EXERCISE:
Read through the data, and wherever a line holds the word "TextPurpose", write that line out.

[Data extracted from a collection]

+ + + + + + +

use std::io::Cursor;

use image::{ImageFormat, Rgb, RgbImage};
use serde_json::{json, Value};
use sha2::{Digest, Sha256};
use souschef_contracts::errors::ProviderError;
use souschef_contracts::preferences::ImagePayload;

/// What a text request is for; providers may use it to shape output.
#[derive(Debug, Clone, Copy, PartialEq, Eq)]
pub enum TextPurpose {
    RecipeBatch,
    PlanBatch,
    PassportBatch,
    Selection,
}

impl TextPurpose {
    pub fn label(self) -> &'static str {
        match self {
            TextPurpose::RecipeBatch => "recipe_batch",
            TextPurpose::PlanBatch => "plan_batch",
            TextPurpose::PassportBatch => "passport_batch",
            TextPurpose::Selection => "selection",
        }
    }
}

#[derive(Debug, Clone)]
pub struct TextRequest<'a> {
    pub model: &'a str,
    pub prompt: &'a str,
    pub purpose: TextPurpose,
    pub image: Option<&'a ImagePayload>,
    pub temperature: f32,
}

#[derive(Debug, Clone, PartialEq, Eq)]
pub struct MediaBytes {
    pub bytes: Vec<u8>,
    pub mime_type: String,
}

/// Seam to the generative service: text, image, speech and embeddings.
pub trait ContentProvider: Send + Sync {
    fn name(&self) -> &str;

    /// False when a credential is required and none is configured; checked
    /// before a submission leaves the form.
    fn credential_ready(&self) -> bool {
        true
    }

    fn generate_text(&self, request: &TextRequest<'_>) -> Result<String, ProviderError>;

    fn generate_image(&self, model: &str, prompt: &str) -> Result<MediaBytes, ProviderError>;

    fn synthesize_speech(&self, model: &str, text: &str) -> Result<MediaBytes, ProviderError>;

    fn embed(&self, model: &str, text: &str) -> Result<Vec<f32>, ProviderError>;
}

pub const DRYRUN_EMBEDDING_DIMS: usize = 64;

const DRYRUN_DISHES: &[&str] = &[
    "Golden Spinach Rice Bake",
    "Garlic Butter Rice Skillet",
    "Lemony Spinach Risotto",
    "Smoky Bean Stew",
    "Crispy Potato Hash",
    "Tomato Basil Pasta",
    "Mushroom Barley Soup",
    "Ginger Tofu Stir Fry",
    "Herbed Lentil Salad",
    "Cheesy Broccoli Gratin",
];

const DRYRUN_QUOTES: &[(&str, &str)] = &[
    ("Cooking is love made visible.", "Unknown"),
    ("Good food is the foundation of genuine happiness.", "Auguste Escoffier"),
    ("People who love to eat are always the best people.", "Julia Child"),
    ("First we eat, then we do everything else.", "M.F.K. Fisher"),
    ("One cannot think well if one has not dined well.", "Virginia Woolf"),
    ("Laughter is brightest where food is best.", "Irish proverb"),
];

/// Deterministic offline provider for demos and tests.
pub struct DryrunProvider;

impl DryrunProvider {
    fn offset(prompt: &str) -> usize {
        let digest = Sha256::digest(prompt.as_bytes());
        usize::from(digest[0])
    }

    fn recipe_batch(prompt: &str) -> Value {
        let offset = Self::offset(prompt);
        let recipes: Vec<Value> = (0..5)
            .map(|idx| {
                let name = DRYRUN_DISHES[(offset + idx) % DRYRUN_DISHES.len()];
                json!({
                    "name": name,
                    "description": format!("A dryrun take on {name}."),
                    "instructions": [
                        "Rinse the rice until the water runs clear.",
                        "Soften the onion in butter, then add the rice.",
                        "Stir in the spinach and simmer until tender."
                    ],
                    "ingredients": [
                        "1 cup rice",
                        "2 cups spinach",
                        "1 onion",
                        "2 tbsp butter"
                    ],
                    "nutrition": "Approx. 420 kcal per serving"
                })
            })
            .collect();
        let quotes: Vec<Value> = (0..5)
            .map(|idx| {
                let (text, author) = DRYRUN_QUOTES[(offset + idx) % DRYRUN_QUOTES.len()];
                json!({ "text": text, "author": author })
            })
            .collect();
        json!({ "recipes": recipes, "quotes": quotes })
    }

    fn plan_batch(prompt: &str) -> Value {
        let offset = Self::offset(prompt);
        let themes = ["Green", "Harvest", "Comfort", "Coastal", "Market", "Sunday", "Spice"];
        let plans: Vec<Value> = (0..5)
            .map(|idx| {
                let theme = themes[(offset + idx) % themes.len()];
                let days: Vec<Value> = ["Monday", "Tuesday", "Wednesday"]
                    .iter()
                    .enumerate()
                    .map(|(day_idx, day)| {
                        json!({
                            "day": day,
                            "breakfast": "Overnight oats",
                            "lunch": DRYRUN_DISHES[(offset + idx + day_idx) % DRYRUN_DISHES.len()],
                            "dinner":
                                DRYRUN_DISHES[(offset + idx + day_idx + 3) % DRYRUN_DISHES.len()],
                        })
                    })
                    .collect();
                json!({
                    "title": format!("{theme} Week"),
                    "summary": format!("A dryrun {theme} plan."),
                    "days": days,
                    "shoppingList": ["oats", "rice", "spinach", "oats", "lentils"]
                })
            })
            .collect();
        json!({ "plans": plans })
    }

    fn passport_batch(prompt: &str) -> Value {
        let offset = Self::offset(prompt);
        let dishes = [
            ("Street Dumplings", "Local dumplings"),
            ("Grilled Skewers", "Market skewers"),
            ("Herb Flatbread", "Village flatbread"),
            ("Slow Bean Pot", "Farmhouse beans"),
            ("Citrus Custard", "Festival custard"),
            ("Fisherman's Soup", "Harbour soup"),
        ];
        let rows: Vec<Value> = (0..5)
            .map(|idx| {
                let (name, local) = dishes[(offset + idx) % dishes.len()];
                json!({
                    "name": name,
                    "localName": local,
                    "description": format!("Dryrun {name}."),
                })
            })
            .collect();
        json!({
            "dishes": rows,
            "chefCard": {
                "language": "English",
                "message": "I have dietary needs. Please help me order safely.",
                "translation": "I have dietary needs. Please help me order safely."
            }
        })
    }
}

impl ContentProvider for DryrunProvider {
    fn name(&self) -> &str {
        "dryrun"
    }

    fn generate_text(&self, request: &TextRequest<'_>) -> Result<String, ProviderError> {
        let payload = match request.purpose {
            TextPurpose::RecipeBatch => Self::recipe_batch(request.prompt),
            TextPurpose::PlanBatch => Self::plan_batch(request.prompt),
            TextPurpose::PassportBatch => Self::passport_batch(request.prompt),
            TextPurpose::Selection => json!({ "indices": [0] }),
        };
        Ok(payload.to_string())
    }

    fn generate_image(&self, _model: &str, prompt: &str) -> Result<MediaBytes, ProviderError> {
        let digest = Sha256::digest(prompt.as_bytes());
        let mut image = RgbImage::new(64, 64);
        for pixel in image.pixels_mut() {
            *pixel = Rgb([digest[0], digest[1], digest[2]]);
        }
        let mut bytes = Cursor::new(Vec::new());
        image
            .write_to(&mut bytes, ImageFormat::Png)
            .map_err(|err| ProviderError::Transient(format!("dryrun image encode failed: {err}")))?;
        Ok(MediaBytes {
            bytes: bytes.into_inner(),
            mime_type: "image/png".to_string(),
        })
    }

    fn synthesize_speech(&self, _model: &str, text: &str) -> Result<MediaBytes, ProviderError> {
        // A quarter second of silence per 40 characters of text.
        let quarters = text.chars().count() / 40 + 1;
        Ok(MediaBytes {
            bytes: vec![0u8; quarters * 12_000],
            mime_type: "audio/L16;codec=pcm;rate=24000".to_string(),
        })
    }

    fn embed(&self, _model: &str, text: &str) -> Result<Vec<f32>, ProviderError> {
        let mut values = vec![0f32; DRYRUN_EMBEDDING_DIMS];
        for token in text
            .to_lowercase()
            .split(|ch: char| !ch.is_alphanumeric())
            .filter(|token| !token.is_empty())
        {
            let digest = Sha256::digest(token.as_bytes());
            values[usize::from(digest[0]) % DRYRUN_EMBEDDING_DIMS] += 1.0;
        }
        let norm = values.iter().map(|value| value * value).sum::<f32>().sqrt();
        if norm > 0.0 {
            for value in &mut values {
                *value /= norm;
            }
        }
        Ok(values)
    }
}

+ + + + + + +

ANSWER BOX:
pub enum TextPurpose {
impl TextPurpose {
            TextPurpose::RecipeBatch => "recipe_batch",
            TextPurpose::PlanBatch => "plan_batch",
            TextPurpose::PassportBatch => "passport_batch",
            TextPurpose::Selection => "selection",
    pub purpose: TextPurpose,
            TextPurpose::RecipeBatch => Self::recipe_batch(request.prompt),
            TextPurpose::PlanBatch => Self::plan_batch(request.prompt),
            TextPurpose::PassportBatch => Self::passport_batch(request.prompt),
            TextPurpose::Selection => json!({ "indices": [0] }),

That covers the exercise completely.